In recent years, a movement within the fashion industry has made big brands like Old Navy seek to adapt to the vision of consumers, who increasingly demand social awareness and inclusion.
That is why, as a way to continue attracting consumers, the American retailer decided to expand its sizes to make anyone who wants to wear the brand, breaking down one of the barriers that still struggle within the dress industry.
Old Navy in action
The retail store will offer in its next releases sizes 0 to 20 and XS to 4X within all its feminine products in store and would even reach size 30 within online purchases.
In addition, as part of the breaking down of barriers, the “plus size” category will disappear to merge within women’s clothing in general, being a single destination for all clothing within the brand site owned by Gap Inc.
In the case of retail, the 1,200 Old Navy stores will also have a restructuring so that clothes stop being separated in a separate area, and new mannequins with different sizes such as 4, 12 and 18 will be placed.
For their part, employees received training on how to talk to clients about body positivity and inclusion.
It is worth mentioning that the brand has offered plus-size garments since 2004, but it was until 2018 that it debuted with stores dedicated to large sizes -barely 75-, so it is clear that now it seeks to make the effort much greater.
“When we started to understand the opportunity here, we realized a few years ago that we weren’t doing enough to really think about including size and how demographics are changing in the US,” said the CEO of Old Navy, Nancy Green, in an interview with CNBC.
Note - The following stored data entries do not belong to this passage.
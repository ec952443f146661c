//! Offline unit tests for comparex-db pool configuration and row types.
//! These tests do not require a live database connection.

use comparex_core::{AppConfig, Category, Environment, PriceOffer};
use comparex_db::{connect_pool_from_config, DbError, PoolConfig, PriceOfferRow, ProductRow};
use rust_decimal::Decimal;
use std::net::{IpAddr, Ipv4Addr, SocketAddr};
use std::path::PathBuf;

fn app_config(database_url: &str) -> AppConfig {
    AppConfig {
        database_url: database_url.to_string(),
        env: Environment::Test,
        bind_addr: SocketAddr::new(IpAddr::V4(Ipv4Addr::LOCALHOST), 5001),
        log_level: "info".to_string(),
        catalog_path: PathBuf::from("./config/catalog.yaml"),
        db_max_connections: 42,
        db_min_connections: 7,
        db_acquire_timeout_secs: 9,
        price_cache_write: false,
    }
}

#[tokio::test]
async fn blank_database_url_is_reported_before_connecting() {
    let err = connect_pool_from_config(&app_config("   "))
        .await
        .expect_err("blank url must not connect");
    assert!(matches!(err, DbError::MissingDatabaseUrl));
}

#[test]
fn pool_config_from_app_config_uses_core_values() {
    let app_config = app_config("postgres://example");

    let pool_config = PoolConfig::from_app_config(&app_config);
    assert_eq!(pool_config.max_connections, 42);
    assert_eq!(pool_config.min_connections, 7);
    assert_eq!(pool_config.acquire_timeout_secs, 9);
}

#[test]
fn product_row_maps_spec_columns() {
    use chrono::Utc;

    let row = ProductRow {
        id: 42_i64,
        name: "MacBook Air M3".to_string(),
        brand: Some("Apple".to_string()),
        category: "Laptop".to_string(),
        price: Decimal::from(114_900),
        original_price: None,
        rating: None,
        ram: Some("16GB".to_string()),
        storage: Some("512GB".to_string()),
        display: Some("13.6\" Liquid Retina".to_string()),
        battery: None,
        processor: Some("Apple M3".to_string()),
        camera: None,
        gpu: Some("10-core".to_string()),
        image_url: None,
        trending: false,
        description: None,
        stock: 50,
        discount: 0,
        created_at: Utc::now(),
        updated_at: Utc::now(),
    };

    let product = row.into_product().expect("valid row");
    assert_eq!(product.id, 42);
    assert_eq!(product.category, Category::Laptop);
    assert_eq!(product.specs.ram.as_deref(), Some("16GB"));
    assert_eq!(product.specs.gpu.as_deref(), Some("10-core"));
    assert!(product.rating.is_none());
}

#[test]
fn price_offer_row_converts_to_offer() {
    let row = PriceOfferRow {
        platform: "Croma".to_string(),
        price: 52_590,
        url: "https://www.croma.com/searchB?q=Pixel%208".to_string(),
        in_stock: false,
        delivery: "₹50 Delivery".to_string(),
        rating: Decimal::new(42, 1),
        captured_at: chrono::Utc::now(),
    };

    let offer = PriceOffer::from(row);
    assert_eq!(offer.platform, "Croma");
    assert_eq!(offer.price, 52_590);
    assert!(!offer.in_stock);
    assert_eq!(offer.rating, Decimal::new(42, 1));
}
pub mod handlers;
pub mod jwt;
pub mod password;
//! Client-side core: the session store, the role-based route guard, the
//! request repository, and the pure filter/sort/group pipeline.

pub mod guard;
pub mod pipeline;
pub mod repository;
pub mod session;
“I have family members who wear large sizes and I can’t shop with them,” Green added. “And shopping is social. It is something that people want to do together ”.
Inclusion has a wide market
Figures from Coresight Research estimate that the value of the women’s plus size market in the US will increase to 32.3 billion in 2021, representing about 20.7 percent of the entire women’s clothing market.
With this in mind, it is clear that more and more brands are betting on squeezing the category, in an act of inclusion, but also as a market strategy with profitable profits.
However, Green told CNBC that adapting to this trend is not easy, because “it requires a lot of experience and knowledge, and it requires a lot of investment to be able to do it well.”
It is vital that brands know their main consumer to be able to work based on it, since each company has a different market, however, there is also a commitment to seek to approach a new market.
Today, consumers want clothing to be a reflection of their identity, personalized, but at the same time that everyone has the same options to choose their garments, with the same designs that are presented for people who do not require an extended size .
A spokesperson told CNBC that Old Navy searches for “plus” clothing are up 63 percent year-over-year, while the term is only one of the 100 most searched on the site.
At a time when Old Navy and other brands such as Athleta are key to boosting Gap’s business, it is clear that the change of direction could be the strategy for the ‘rebirth’ of these clothing retailers affected by social changes and the coronavirus pandemic.